*** EXERCISE INPUTS ***
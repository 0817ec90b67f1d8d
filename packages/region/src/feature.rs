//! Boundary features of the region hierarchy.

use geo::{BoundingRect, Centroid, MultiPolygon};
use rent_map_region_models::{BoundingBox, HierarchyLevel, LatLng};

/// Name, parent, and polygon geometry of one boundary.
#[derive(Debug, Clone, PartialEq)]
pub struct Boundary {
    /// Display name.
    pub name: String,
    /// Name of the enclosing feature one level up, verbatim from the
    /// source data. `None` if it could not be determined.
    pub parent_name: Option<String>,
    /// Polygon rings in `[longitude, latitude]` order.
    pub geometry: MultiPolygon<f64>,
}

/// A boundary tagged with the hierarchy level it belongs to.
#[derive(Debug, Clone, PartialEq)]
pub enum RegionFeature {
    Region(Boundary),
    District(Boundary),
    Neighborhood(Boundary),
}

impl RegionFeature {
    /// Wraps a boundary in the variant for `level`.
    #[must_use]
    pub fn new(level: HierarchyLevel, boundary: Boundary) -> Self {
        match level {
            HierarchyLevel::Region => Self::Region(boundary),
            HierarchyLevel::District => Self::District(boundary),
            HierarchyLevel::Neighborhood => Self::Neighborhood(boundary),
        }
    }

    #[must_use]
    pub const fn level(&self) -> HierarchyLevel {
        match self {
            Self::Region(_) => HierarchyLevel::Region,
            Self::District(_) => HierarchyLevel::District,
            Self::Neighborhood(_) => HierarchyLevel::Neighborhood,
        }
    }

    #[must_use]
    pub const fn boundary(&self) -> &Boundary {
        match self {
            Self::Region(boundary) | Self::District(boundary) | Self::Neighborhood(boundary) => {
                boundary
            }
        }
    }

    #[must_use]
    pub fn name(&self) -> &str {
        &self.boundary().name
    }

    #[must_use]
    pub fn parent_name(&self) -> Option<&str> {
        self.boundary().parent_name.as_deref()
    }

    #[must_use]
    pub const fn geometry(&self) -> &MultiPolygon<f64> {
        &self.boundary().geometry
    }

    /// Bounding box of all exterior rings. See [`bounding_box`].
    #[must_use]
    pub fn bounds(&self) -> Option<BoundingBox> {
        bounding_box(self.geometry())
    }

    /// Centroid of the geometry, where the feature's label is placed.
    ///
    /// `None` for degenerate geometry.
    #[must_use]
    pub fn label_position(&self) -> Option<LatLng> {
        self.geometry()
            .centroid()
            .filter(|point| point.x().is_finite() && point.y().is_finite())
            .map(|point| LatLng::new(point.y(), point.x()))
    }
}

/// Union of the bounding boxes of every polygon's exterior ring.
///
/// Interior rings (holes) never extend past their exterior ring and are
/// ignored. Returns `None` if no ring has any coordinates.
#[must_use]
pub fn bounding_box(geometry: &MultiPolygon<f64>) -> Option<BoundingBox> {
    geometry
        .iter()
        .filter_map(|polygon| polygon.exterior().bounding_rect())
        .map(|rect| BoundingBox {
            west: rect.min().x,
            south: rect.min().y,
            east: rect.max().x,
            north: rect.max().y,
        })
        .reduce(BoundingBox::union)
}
*** End of EXERCISE INPUTS ***
*** EXERCISE INPUTS ***
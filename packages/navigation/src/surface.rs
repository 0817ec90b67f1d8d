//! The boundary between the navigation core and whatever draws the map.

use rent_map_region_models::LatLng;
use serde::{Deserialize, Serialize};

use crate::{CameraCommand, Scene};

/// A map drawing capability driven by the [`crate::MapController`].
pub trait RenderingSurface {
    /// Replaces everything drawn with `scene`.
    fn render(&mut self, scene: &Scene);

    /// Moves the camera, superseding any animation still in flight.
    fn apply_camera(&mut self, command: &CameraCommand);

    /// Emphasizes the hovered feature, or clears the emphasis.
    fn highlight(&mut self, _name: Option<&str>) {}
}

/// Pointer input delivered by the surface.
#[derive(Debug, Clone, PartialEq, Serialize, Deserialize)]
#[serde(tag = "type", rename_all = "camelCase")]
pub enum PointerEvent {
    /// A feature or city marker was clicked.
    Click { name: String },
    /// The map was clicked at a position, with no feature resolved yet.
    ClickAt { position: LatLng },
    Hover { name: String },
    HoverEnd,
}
*** End of EXERCISE INPUTS ***
Go through the entries and return each line where the word "crate" occurs.

use crate::{CameraCommand, Scene};
/// A map drawing capability driven by the [`crate::MapController`].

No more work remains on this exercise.